In the era of large-scale deep learning (DL) and massive data, existing hardware systems have struggled to effectively accommodate heavy and complex computing workload due to difficulties in scheduling highly dynamic, heterogeneous, and competing tasks from many users over many machines in a cluster or data-center environment. This project aims to develop a "1-click" demand-aware and responsive software system capable of simultaneously training a wide spectrum of DL tasks, using a new resource management architecture that automatically and adaptively chooses the most effective distributed training/serving techniques and their hyperparameters to achieve best overall efficiency of multiple tasks in such environment.

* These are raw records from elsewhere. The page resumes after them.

//! Editor state and its transitions.
//!
//! [`EditorState`] is the whole mutable record behind one tag editor: the
//! tag list plus the [`ViewState`]. Every user or host event maps to one
//! method here and runs to completion before the next one.

use thiserror::Error;
use tracing::debug;

use super::normalize::{normalize_tag, tag_length, TagList, TAG_SEPARATOR};
use crate::config::TagEditorSettings;

/// Rejection of a tag typed by the user.
///
/// The display strings are shown verbatim on the editor's error line.
#[derive(Debug, Clone, PartialEq, Eq, Error)]
pub enum TagError {
    /// The normalized tag exceeds the configured maximum length.
    #[error("Tag is too long! Maximum {max} characters.")]
    TooLong {
        /// The configured maximum.
        max: usize,
    },

    /// A case-insensitive match is already in the list.
    #[error("Tag already exists.")]
    Duplicate,

    /// The tag contains the field separator and could not be stored.
    #[error("Tags cannot contain commas.")]
    ContainsSeparator,
}

/// Outcome of a mutation attempt.
#[derive(Debug, Clone, Copy, PartialEq, Eq)]
pub enum Mutation {
    /// The tag list changed and the host should pull the new value.
    Changed,
    /// Nothing changed.
    Unchanged,
}

impl Mutation {
    /// Check if the tag list changed.
    pub fn is_changed(self) -> bool {
        self == Mutation::Changed
    }
}

/// Expand/collapse flag and pending error message.
#[derive(Debug, Clone, Default, PartialEq, Eq)]
pub struct ViewState {
    /// Whether all chips are shown regardless of the collapse limit.
    pub expanded: bool,
    /// Message from the last rejected entry.
    pub error_message: Option<String>,
}

/// Tag list plus view state.
#[derive(Debug, Clone, Default, PartialEq, Eq)]
pub struct EditorState {
    tags: TagList,
    view: ViewState,
}

impl EditorState {
    /// Initial state for a freshly loaded field.
    pub fn load(raw: &str, settings: &TagEditorSettings) -> Self {
        let tags = TagList::parse(raw, settings.max_tag_length);
        debug!(count = tags.len(), "Loaded tags");
        Self {
            tags,
            view: ViewState::default(),
        }
    }

    /// Build a state directly from parts.
    pub fn from_parts(tags: TagList, view: ViewState) -> Self {
        Self { tags, view }
    }

    /// The current tags.
    pub fn tags(&self) -> &TagList {
        &self.tags
    }

    /// The current view state.
    pub fn view(&self) -> &ViewState {
        &self.view
    }

    /// Whether all chips are shown.
    pub fn is_expanded(&self) -> bool {
        self.view.expanded
    }

    /// Pending error message, if any.
    pub fn error_message(&self) -> Option<&str> {
        self.view.error_message.as_deref()
    }

    /// The persisted form of the current tags.
    pub fn serialize(&self) -> String {
        self.tags.serialize()
    }

    /// Number of tags hidden behind the collapse limit.
    pub fn hidden_count(&self, settings: &TagEditorSettings) -> usize {
        if self.view.expanded {
            0
        } else {
            self.tags.len().saturating_sub(settings.max_tags_to_show)
        }
    }

    /// Tags currently shown as chips, in order.
    pub fn visible_tags(&self, settings: &TagEditorSettings) -> &[String] {
        let all = self.tags.as_slice();
        if self.view.expanded {
            all
        } else {
            &all[..all.len().min(settings.max_tags_to_show)]
        }
    }

    /// Whether the "less" control applies.
    pub fn can_collapse(&self, settings: &TagEditorSettings) -> bool {
        self.view.expanded && self.tags.len() > settings.max_tags_to_show
    }

    /// Replace the tags with a freshly supplied raw value.
    ///
    /// Collapses when the new list fits under the limit. The pending error
    /// is only cleared when `clear_error` is set.
    pub fn refresh(&mut self, raw: &str, settings: &TagEditorSettings, clear_error: bool) {
        self.tags = TagList::parse(raw, settings.max_tag_length);
        if clear_error {
            self.view.error_message = None;
        }
        self.collapse_if_fits(settings);
        debug!(
            count = self.tags.len(),
            expanded = self.view.expanded,
            "Refreshed tags"
        );
    }

    /// Show every chip. Returns true if the state changed.
    pub fn expand(&mut self, settings: &TagEditorSettings) -> bool {
        if self.view.expanded || self.hidden_count(settings) == 0 {
            return false;
        }
        self.view.expanded = true;
        true
    }

    /// Go back to the collapse limit. Returns true if the state changed.
    pub fn collapse(&mut self, settings: &TagEditorSettings) -> bool {
        if !self.can_collapse(settings) {
            return false;
        }
        self.view.expanded = false;
        true
    }

    /// Add a tag typed by the user.
    ///
    /// Blank input is ignored. A rejected tag leaves the list untouched and
    /// records the error message for display.
    pub fn add_tag(
        &mut self,
        input: &str,
        settings: &TagEditorSettings,
    ) -> Result<Mutation, TagError> {
        self.view.error_message = None;

        let tag = normalize_tag(input);
        if tag.is_empty() {
            return Ok(Mutation::Unchanged);
        }

        let rejection = if tag_length(&tag) > settings.max_tag_length {
            Some(TagError::TooLong {
                max: settings.max_tag_length,
            })
        } else if tag.contains(TAG_SEPARATOR) {
            Some(TagError::ContainsSeparator)
        } else if self.tags.contains(&tag) {
            Some(TagError::Duplicate)
        } else {
            None
        };
        if let Some(err) = rejection {
            debug!(tag = %tag, error = %err, "Rejected tag");
            self.view.error_message = Some(err.to_string());
            return Err(err);
        }

        debug!(tag = %tag, "Added tag");
        self.tags.push(tag);
        Ok(Mutation::Changed)
    }

    /// Remove a tag, matching case-insensitively.
    pub fn remove_tag(&mut self, tag: &str, settings: &TagEditorSettings) -> Mutation {
        self.view.error_message = None;
        if self.tags.remove(tag) == 0 {
            return Mutation::Unchanged;
        }
        debug!(tag = %tag, "Removed tag");
        self.collapse_if_fits(settings);
        Mutation::Changed
    }

    fn collapse_if_fits(&mut self, settings: &TagEditorSettings) {
        if self.view.expanded && self.tags.len() <= settings.max_tags_to_show {
            self.view.expanded = false;
        }
    }
}

#[cfg(test)]
mod tests {
    use super::*;

    fn settings(max_len: usize, max_show: usize) -> TagEditorSettings {
        TagEditorSettings {
            max_tag_length: max_len,
            max_tags_to_show: max_show,
            ..TagEditorSettings::default()
        }
    }

    fn tags(state: &EditorState) -> Vec<&str> {
        state.tags().iter().collect()
    }

    #[test]
    fn test_load_starts_collapsed_without_error() {
        let state = EditorState::load("a,b", &TagEditorSettings::default());
        assert!(!state.is_expanded());
        assert!(state.error_message().is_none());
        assert_eq!(tags(&state), vec!["A", "B"]);
    }

    #[test]
    fn test_visible_and_hidden_counts() {
        let s = settings(20, 2);
        let mut state = EditorState::load("A,B,C,D", &s);

        assert_eq!(state.visible_tags(&s), ["A", "B"]);
        assert_eq!(state.hidden_count(&s), 2);
        assert!(!state.can_collapse(&s));

        assert!(state.expand(&s));
        assert_eq!(state.visible_tags(&s).len(), 4);
        assert_eq!(state.hidden_count(&s), 0);
        assert!(state.can_collapse(&s));

        assert!(state.collapse(&s));
        assert!(!state.is_expanded());
    }

    #[test]
    fn test_expand_without_hidden_is_noop() {
        let s = settings(20, 5);
        let mut state = EditorState::load("A,B", &s);
        assert!(!state.expand(&s));
        assert!(!state.is_expanded());
    }

    #[test]
    fn test_collapse_when_not_expanded_is_noop() {
        let s = settings(20, 1);
        let mut state = EditorState::load("A,B", &s);
        assert!(!state.collapse(&s));
    }

    #[test]
    fn test_add_tag_appends_normalized() {
        let s = TagEditorSettings::default();
        let mut state = EditorState::load("Alpha", &s);
        assert_eq!(state.add_tag("  bETA ", &s), Ok(Mutation::Changed));
        assert_eq!(tags(&state), vec!["Alpha", "Beta"]);
        assert_eq!(state.serialize(), "Alpha,Beta");
    }

    #[test]
    fn test_add_blank_is_ignored() {
        let s = TagEditorSettings::default();
        let mut state = EditorState::load("Alpha", &s);
        assert_eq!(state.add_tag("   ", &s), Ok(Mutation::Unchanged));
        assert_eq!(tags(&state), vec!["Alpha"]);
        assert!(state.error_message().is_none());
    }

    #[test]
    fn test_add_duplicate_rejected() {
        let s = TagEditorSettings::default();
        let mut state = EditorState::load("New tag", &s);
        assert_eq!(state.add_tag("new tag", &s), Err(TagError::Duplicate));
        assert_eq!(state.error_message(), Some("Tag already exists."));
        assert_eq!(tags(&state), vec!["New tag"]);
    }

    #[test]
    fn test_add_too_long_rejected() {
        let s = TagEditorSettings::default();
        let mut state = EditorState::load("", &s);
        let input = "a".repeat(25);
        assert_eq!(state.add_tag(&input, &s), Err(TagError::TooLong { max: 20 }));
        assert_eq!(
            state.error_message(),
            Some("Tag is too long! Maximum 20 characters.")
        );
        assert!(state.tags().is_empty());
    }

    #[test]
    fn test_add_at_length_limit_accepted() {
        let s = settings(5, 10);
        let mut state = EditorState::default();
        assert_eq!(state.add_tag("abcde", &s), Ok(Mutation::Changed));
    }

    #[test]
    fn test_add_with_comma_rejected() {
        let s = TagEditorSettings::default();
        let mut state = EditorState::default();
        assert_eq!(state.add_tag("a,b", &s), Err(TagError::ContainsSeparator));
        assert_eq!(state.error_message(), Some("Tags cannot contain commas."));
        assert!(state.tags().is_empty());
    }

    #[test]
    fn test_next_attempt_clears_error() {
        let s = TagEditorSettings::default();
        let mut state = EditorState::load("Alpha", &s);
        let _ = state.add_tag("alpha", &s);
        assert!(state.error_message().is_some());

        assert_eq!(state.add_tag("", &s), Ok(Mutation::Unchanged));
        assert!(state.error_message().is_none());
    }

    #[test]
    fn test_added_tag_keeps_position_when_hidden() {
        let s = settings(20, 2);
        let mut state = EditorState::load("A,B", &s);
        state.add_tag("c", &s).unwrap();
        assert_eq!(tags(&state), vec!["A", "B", "C"]);
        assert_eq!(state.visible_tags(&s), ["A", "B"]);
        assert_eq!(state.hidden_count(&s), 1);
    }

    #[test]
    fn test_remove_tag_case_insensitive() {
        let s = TagEditorSettings::default();
        let mut state = EditorState::load("Alpha,Beta", &s);
        assert_eq!(state.remove_tag("BETA", &s), Mutation::Changed);
        assert_eq!(tags(&state), vec!["Alpha"]);
    }

    #[test]
    fn test_remove_missing_tag_is_unchanged() {
        let s = TagEditorSettings::default();
        let mut state = EditorState::load("Alpha", &s);
        assert_eq!(state.remove_tag("Gamma", &s), Mutation::Unchanged);
    }

    #[test]
    fn test_remove_clears_error() {
        let s = TagEditorSettings::default();
        let mut state = EditorState::load("Alpha,Beta", &s);
        let _ = state.add_tag("alpha", &s);
        state.remove_tag("Beta", &s);
        assert!(state.error_message().is_none());
    }

    #[test]
    fn test_remove_collapses_when_list_fits() {
        let s = settings(20, 2);
        let mut state = EditorState::load("A,B,C", &s);
        state.expand(&s);
        state.remove_tag("C", &s);
        assert!(!state.is_expanded());
    }

    #[test]
    fn test_refresh_collapses_when_list_fits() {
        let s = settings(20, 2);
        let mut state = EditorState::load("A,B,C,D", &s);
        state.expand(&s);

        state.refresh("A,B", &s, true);
        assert!(!state.is_expanded());
    }

    #[test]
    fn test_refresh_stays_expanded_when_list_overflows() {
        let s = settings(20, 2);
        let mut state = EditorState::load("A,B,C,D", &s);
        state.expand(&s);

        state.refresh("A,B,C", &s, true);
        assert!(state.is_expanded());
    }

    #[test]
    fn test_refresh_error_policy() {
        let s = TagEditorSettings::default();
        let mut state = EditorState::load("Alpha", &s);

        let _ = state.add_tag("alpha", &s);
        state.refresh("Beta", &s, false);
        assert_eq!(state.error_message(), Some("Tag already exists."));

        state.refresh("Beta", &s, true);
        assert!(state.error_message().is_none());
    }

    #[test]
    fn test_mutation_is_changed() {
        assert!(Mutation::Changed.is_changed());
        assert!(!Mutation::Unchanged.is_changed());
    }
}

This interdisciplinary project innovates in distributed systems design, DL algorithm design, and related industrial applications and theoretical analyses, with the following thrusts: 1: Develop a framework for "ML-aware" resource management and scheduling of multiple simultaneously running training tasks. 2: Develop principled strategies for resource management and scheduling for serving, streaming, and heterogeneous-task settings. 3: Optimize memory resources for training large-parameter models by developing holistic approaches to maximize computation throughput subject to device memory bounds. A limited-scope but rigorous and practical theoretical analysis of some of the proposed architectures will also be performed.
This project addresses the needs from the academic and industrial communities and will have a broad impact on both. It will provide easy-to-use tools that reduce the time to set-up and facilitate large-scale experimentation, while reducing the required costs, whether measured in cluster access quotas or dollars spent on cloud services. The impact on commercial practitioners will be even greater, by improving their productivity by an order of magnitude or more, as they must contend with heterogeneous computing and network resources that are shared among many users as well as the need to run many jobs on a regular basis.
The team will release and/or open-source the code at http://sailing-lab.wixsite.com/sailing-pmls to benefit researchers and practitioners, to share their lessons learned to advocate more research in machine learning (ML) systems problems, and also to democratize high-performance ML systems and make them accessible to non-ML-educated software developers and society at large, such as industrial and manufacturing, healthcare, biology, social science, and finance, where results may have a catalytic impact. The team will publish results at a variety of top tier conferences, including machine learning (NIPS, ICML), systems (OSDI, SOSP, USENIX), and data mining (KDD, WWW).
This award reflects NSF's statutory mission and has been deemed worthy of support through evaluation using the Foundation's intellectual merit and broader impacts review criteria.